Op 16-08-2022 om 12:36 schreef Daniel Gustafsson:

On 16 Aug 2022, at 12:17, PG Doc comments form  wrote:



I have a question regarding the trigram algorithm and I can not find any
information about it in your documentation:


Maybe we should add something about this?


Yeah, it's a bit strange that none of the following strings yield any 
info on that page:  'case', 'sensitiv', 'upper', 'lower', and that there 
is no mention of the  ~  versus  ~*  difference.

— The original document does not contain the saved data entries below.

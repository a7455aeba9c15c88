//! Core data models for the converter

use crate::currency;
use crate::error::{ParseFailure, VoiceCurrencyError};
use crate::Result;
use rust_decimal::Decimal;
use serde::{Deserialize, Serialize};
use std::fmt;

//
// ================= Currency Code =================
//

/// An upper-cased, ISO-style currency code.
///
/// Not validated locally: unknown codes are only rejected by the rate service.
#[derive(Debug, Clone, PartialEq, Eq, Hash, Serialize, Deserialize)]
#[serde(transparent)]
pub struct CurrencyCode(String);

impl CurrencyCode {
    pub fn new(code: impl AsRef<str>) -> Self {
        Self(code.as_ref().to_uppercase())
    }

    pub fn as_str(&self) -> &str {
        &self.0
    }
}

impl fmt::Display for CurrencyCode {
    fn fmt(&self, f: &mut fmt::Formatter<'_>) -> fmt::Result {
        f.write_str(&self.0)
    }
}

impl PartialEq<&str> for CurrencyCode {
    fn eq(&self, other: &&str) -> bool {
        self.0 == *other
    }
}

//
// ================= Request =================
//

#[derive(Debug, Clone, PartialEq, Eq, Serialize)]
pub struct ConversionRequest {
    amount: Decimal,
    from_currency: CurrencyCode,
    to_currency: CurrencyCode,
}

impl ConversionRequest {
    /// Build a request; the amount must be strictly positive.
    pub fn new(
        amount: Decimal,
        from_currency: CurrencyCode,
        to_currency: CurrencyCode,
    ) -> std::result::Result<Self, ParseFailure> {
        if amount <= Decimal::ZERO {
            return Err(ParseFailure::InvalidAmount(amount.to_string()));
        }

        Ok(Self {
            amount,
            from_currency,
            to_currency,
        })
    }

    /// Manual-entry path: both codes must come from the supported list.
    pub fn manual(amount: Decimal, from: &str, to: &str) -> Result<Self> {
        let from_currency = supported_code(from)?;
        let to_currency = supported_code(to)?;

        Ok(Self::new(amount, from_currency, to_currency)?)
    }

    pub fn amount(&self) -> Decimal {
        self.amount
    }

    pub fn from_currency(&self) -> &CurrencyCode {
        &self.from_currency
    }

    pub fn to_currency(&self) -> &CurrencyCode {
        &self.to_currency
    }
}

fn supported_code(code: &str) -> Result<CurrencyCode> {
    let code = CurrencyCode::new(code.trim());
    if currency::is_supported(&code) {
        Ok(code)
    } else {
        Err(VoiceCurrencyError::UnsupportedCurrency(code.to_string()))
    }
}

//
// ================= Result =================
//

#[derive(Debug, Clone, PartialEq, Serialize)]
pub struct ConversionResult {
    pub amount: Decimal,
    pub from_currency: CurrencyCode,
    pub to_currency: CurrencyCode,
    pub converted_amount: Decimal,
    pub from_symbol: &'static str,
    pub to_symbol: &'static str,
}

/// Entry in the list offered to the manual-entry path.
#[derive(Debug, Clone, Serialize)]
pub struct SupportedCurrency {
    pub code: &'static str,
    pub symbol: &'static str,
}

#[cfg(test)]
mod tests {
    use super::*;
    use rust_decimal_macros::dec;

    #[test]
    fn test_currency_code_is_uppercased() {
        assert_eq!(CurrencyCode::new("eur"), "EUR");
        assert_eq!(CurrencyCode::new("Gbp").to_string(), "GBP");
    }

    #[test]
    fn test_request_rejects_non_positive_amount() {
        let zero = ConversionRequest::new(dec!(0), CurrencyCode::new("USD"), CurrencyCode::new("EUR"));
        assert!(matches!(zero, Err(ParseFailure::InvalidAmount(_))));

        let ok = ConversionRequest::new(dec!(0.5), CurrencyCode::new("USD"), CurrencyCode::new("EUR"));
        assert!(ok.is_ok());
    }

    #[test]
    fn test_manual_entry_accepts_supported_codes_any_case() {
        let request = ConversionRequest::manual(dec!(10), "usd", " nzd ").unwrap();
        assert_eq!(request.from_currency(), &CurrencyCode::new("USD"));
        assert_eq!(request.to_currency(), &CurrencyCode::new("NZD"));
        assert_eq!(request.amount(), dec!(10));
    }

    #[test]
    fn test_manual_entry_rejects_unknown_codes() {
        let err = ConversionRequest::manual(dec!(10), "USD", "XYZ").unwrap_err();
        assert!(matches!(err, VoiceCurrencyError::UnsupportedCurrency(code) if code == "XYZ"));
    }

    #[test]
    fn test_result_serializes_amounts_as_numbers() {
        let result = ConversionResult {
            amount: dec!(100),
            from_currency: CurrencyCode::new("USD"),
            to_currency: CurrencyCode::new("EUR"),
            converted_amount: dec!(92.35),
            from_symbol: "💵",
            to_symbol: "💶",
        };

        let json = serde_json::to_value(&result).unwrap();
        assert_eq!(json["converted_amount"], serde_json::json!(92.35));
        assert_eq!(json["from_currency"], "USD");
    }
}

Maybe worth to (already in pgtrgm.html) give the simple hint:
  ~  is case-sensitive
  ~* is case-insensitive


In any case a link to  functions-matching.html  seems indicated.


Erik Rijkers





Do you distinguish between lower and uppercase? Or do you consider all words
in lowercase?


There is support for compiling pg_trgm case sensitive, but it's by default case
insensitive.

# SELECT word_similarity('word', 'WORD');
  word_similarity
-
1
(1 row)


Happy to get a short feedback from you,


I would recommend the pg_general mailinglist as that will be a safer way to get
general questions answered.

--
Daniel Gustafsson   https://vmware.com/








Re: Lower or Upper case for F.33. pg_trgm

2022-08-16 Thread Daniel Gustafsson
> On 16 Aug 2022, at 12:17, PG Doc comments form  wrote:

> I have a question regarding the trigram algorithm and I can not find any
> information about it in your documentation:

Maybe we should add something about this?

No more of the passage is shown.